Von Joseph Huber

Adam Heinrich Müller (1779-1829) war einer der ersten Nationalökonomen Deutschlands. Ob er "der größte deutsche Volkswirt" ist, muß bezweifelt werden. Jedoch hat er sicherlich mehr geleistet, als die Nachwelt ihm zum Andenken wahrt:

Adam Müller: "Nationalökonomische Schriften"; ausgewählt und eingeleitet von Albert Josef Klein; Verlag Albert Kern, Lörrach 1983; 512 Seiten, DM 38,–.

Es ist dies nicht der erste Versuch, Müllers Werk aus dem Dornröschenschlaf zu wecken und nicht zufällig wiederholt er sich in der gegenwärtigen Krise. Es gab bereits eine Müller-Welle le in der Weimarer Krisenzeit, ausgelöst durch Othmar Spann und Jakob Baxa. Aber Müllers Werk selber ist schon eine Krisenreaktion gewesen.

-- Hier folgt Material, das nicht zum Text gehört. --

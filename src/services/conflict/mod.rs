// Conflict presentation service
// Merges the authoritative conflict list with a local same-lane overlap
// check into per-item markers

use std::collections::HashMap;

use crate::models::activity::{marker_key, Activity, ActivityKind};
use crate::models::conflict::{ConflictRecord, ConflictType, Severity};
use crate::models::lane::Lane;

/// Lookup from marker key (`"{kind}-{id}"`) to the authoritative
/// conflict types affecting that activity. Built once per data refresh.
#[derive(Debug, Default)]
pub struct ConflictIndex {
    by_key: HashMap<String, Vec<ConflictType>>,
}

impl ConflictIndex {
    pub fn build(conflicts: &[ConflictRecord]) -> Self {
        let mut by_key: HashMap<String, Vec<ConflictType>> = HashMap::new();
        for record in conflicts {
            let subjects = record.subjects();
            if subjects.is_empty() {
                log::debug!(
                    "Conflict type without known subjects ignored for markers: {}",
                    record.summary
                );
                continue;
            }
            for (kind, id) in subjects {
                by_key
                    .entry(marker_key(kind, id))
                    .or_default()
                    .push(record.conflict_type.clone());
            }
        }
        Self { by_key }
    }

    pub fn types_for(&self, kind: ActivityKind, id: i64) -> &[ConflictType] {
        self.by_key
            .get(&marker_key(kind, id))
            .map(Vec::as_slice)
            .unwrap_or(&[])
    }
}

/// Visual conflict state of one rendered item. The authoritative signals
/// and the local overlap ring are additive, not mutually exclusive.
#[derive(Debug, Clone, Default, PartialEq)]
pub struct ConflictMarker {
    /// At least one blocking-severity conflict from the store.
    pub hard: bool,
    /// At least one advisory-severity conflict from the store.
    pub advisory: bool,
    /// Same-lane interval overlap detected locally, ahead of the next
    /// authoritative refresh.
    pub local_overlap: bool,
    pub types: Vec<ConflictType>,
}

impl ConflictMarker {
    pub fn is_clear(&self) -> bool {
        !self.hard && !self.advisory && !self.local_overlap
    }
}

/// Whether `item` overlaps any other activity in the same lane, using the
/// half-open rule. Purely advisory feedback for the brief window where
/// the authoritative list has not caught up with an edit.
pub fn lane_overlaps(lane: &Lane, item: &Activity) -> bool {
    lane.items
        .iter()
        .filter(|other| !(other.kind == item.kind && other.id == item.id))
        .any(|other| item.overlaps(other))
}

/// Combine both signals for one item.
pub fn marker_for(index: &ConflictIndex, lane: &Lane, item: &Activity) -> ConflictMarker {
    let types = index.types_for(item.kind, item.id).to_vec();
    let hard = types.iter().any(|t| t.severity() == Severity::Blocking);
    let advisory = types.iter().any(|t| t.severity() == Severity::Advisory);

    ConflictMarker {
        hard,
        advisory,
        local_overlap: lane_overlaps(lane, item),
        types,
    }
}

#[cfg(test)]
mod tests {
    use super::*;
    use crate::models::lane::LaneKey;
    use chrono::{TimeZone, Utc};

    fn activity(kind: ActivityKind, id: i64, start_m: u32, end_m: u32) -> Activity {
        Activity::new(
            kind,
            id,
            Utc.with_ymd_and_hms(2025, 6, 14, 10, start_m, 0).unwrap(),
            Utc.with_ymd_and_hms(2025, 6, 14, 11, end_m, 0).unwrap(),
            "item",
        )
        .unwrap()
    }

    fn conflict(conflict_type: ConflictType, a_id: i64, b_id: i64) -> ConflictRecord {
        ConflictRecord {
            conflict_type,
            a_id,
            b_id,
            summary: "test".to_string(),
        }
    }

    #[test]
    fn test_player_match_marks_both_matches() {
        let index = ConflictIndex::build(&[conflict(ConflictType::PlayerMatch, 1, 2)]);
        assert_eq!(index.types_for(ActivityKind::Match, 1), &[ConflictType::PlayerMatch]);
        assert_eq!(index.types_for(ActivityKind::Match, 2), &[ConflictType::PlayerMatch]);
        assert!(index.types_for(ActivityKind::Block, 1).is_empty());
    }

    #[test]
    fn test_block_match_marks_across_kinds() {
        let index = ConflictIndex::build(&[conflict(ConflictType::BlockMatch, 7, 42)]);
        assert_eq!(index.types_for(ActivityKind::Block, 7), &[ConflictType::BlockMatch]);
        assert_eq!(index.types_for(ActivityKind::Match, 42), &[ConflictType::BlockMatch]);
    }

    #[test]
    fn test_marker_combines_severities() {
        let index = ConflictIndex::build(&[
            conflict(ConflictType::PlayerMatch, 1, 2),
            conflict(ConflictType::OutsideEventWindow, 1, 1),
        ]);
        let item = activity(ActivityKind::Match, 1, 0, 0);
        let lane = Lane::new(LaneKey::Court(3), "Court 3", Some(3));
        let marker = marker_for(&index, &lane, &item);
        assert!(marker.hard);
        assert!(marker.advisory);
        assert!(!marker.local_overlap);
        assert_eq!(marker.types.len(), 2);
    }

    #[test]
    fn test_local_overlap_is_symmetric() {
        let a = activity(ActivityKind::Match, 1, 0, 0);
        let b = activity(ActivityKind::Block, 2, 30, 30);
        let mut lane = Lane::new(LaneKey::Court(3), "Court 3", Some(3));
        lane.items = vec![a.clone(), b.clone()];

        assert_eq!(lane_overlaps(&lane, &a), lane_overlaps(&lane, &b));
        assert!(lane_overlaps(&lane, &a));
    }

    #[test]
    fn test_item_does_not_overlap_itself() {
        let a = activity(ActivityKind::Match, 1, 0, 0);
        let mut lane = Lane::new(LaneKey::Court(3), "Court 3", Some(3));
        lane.items = vec![a.clone()];
        assert!(!lane_overlaps(&lane, &a));
    }

    #[test]
    fn test_marker_clear_when_no_signals() {
        let index = ConflictIndex::default();
        let item = activity(ActivityKind::Match, 1, 0, 0);
        let lane = Lane::new(LaneKey::Court(3), "Court 3", Some(3));
        assert!(marker_for(&index, &lane, &item).is_clear());
    }
}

Mit Friedrich Gentz, Heinrich von Kleist, Achim von Arnim und Friedrich Schlegel persönlich verbunden, ist Adam Müller eine Gestalt der deutschen Romantik und widersprüchlich wie diese: kritisch gegenüber der industriellen Revolution und der mit ihr die Oberhand gewinnenden Kapitallogik – erschütternd unkritisch im Staatsglauben und in der Bejahung klerikaler Obrigkeit.

Die Nationalökonomie Adam Smiths war ihm die Autorität, an der er sich abarbeitete. Der Utilitarismus und die angeblich gemeinnützige "unsichtbare Hand" des Marktes erschienen ihm lediglich als Ausdruck für "den Leichtsinn und die Begehrlichkeit des Jahrhunderts, daß alles Vorhandene verkäuflich sein solle". Seine eigenen Auffassungen enthalten bereits viele Motive der sozialistischen Marktkritik und fast alle Motive der ökologischen Industriekritik. Seine Ausführungen über Geld und Kredit – nach dem romantisch-biologistischen Ansatz: Geld = Blut des Wirtschaftsorganismus – sind beachtlich. Seine "Lehre vom Gegensatz" (1804) beeinflußte Hegel. Ebenso findet sich bei Müller schon eine zusammenhängende und zutreffende Überproduktions- und Unterkonsumtionstheorie der Marktkrisen.

Aus ihr folgert er, dem Markt seien durch staatliche Regelung Grenzen zu stecken und Ziele zu setzen. Anstelle der Verengung auf Wirtschaft und Gelderwerb fordert er Ganzheitlichkeit und Wertorientierung. Er problematisiert den "Streit zwischen Glück und Industrie": Nicht vom Preis der Dinge dürfe man sich fehlleiten lassen, sondern an ihren Wert müsse man sich halten – eines der romantischen Motive, das in den Marxismus eingegangen ist. Dem kapitalistischen Kapitalbestellt er trotzig den "wahren" Begriff des Kapitals entgegen. Dieser meint die frevelhafte Geldanhäufung zuletzt, zuerst aber den Fundus, von dem wir alle leben: Gott, die Natur, uns Menschen und unsere Kultur. Sein Kapitalbegriff meint also das "Patrimonium", unsere natürliche und soziale "Umwelt". Ihr gelte es zu dienen (Arbeit = Dienst), um sie zu erhalten und weiterzugeben.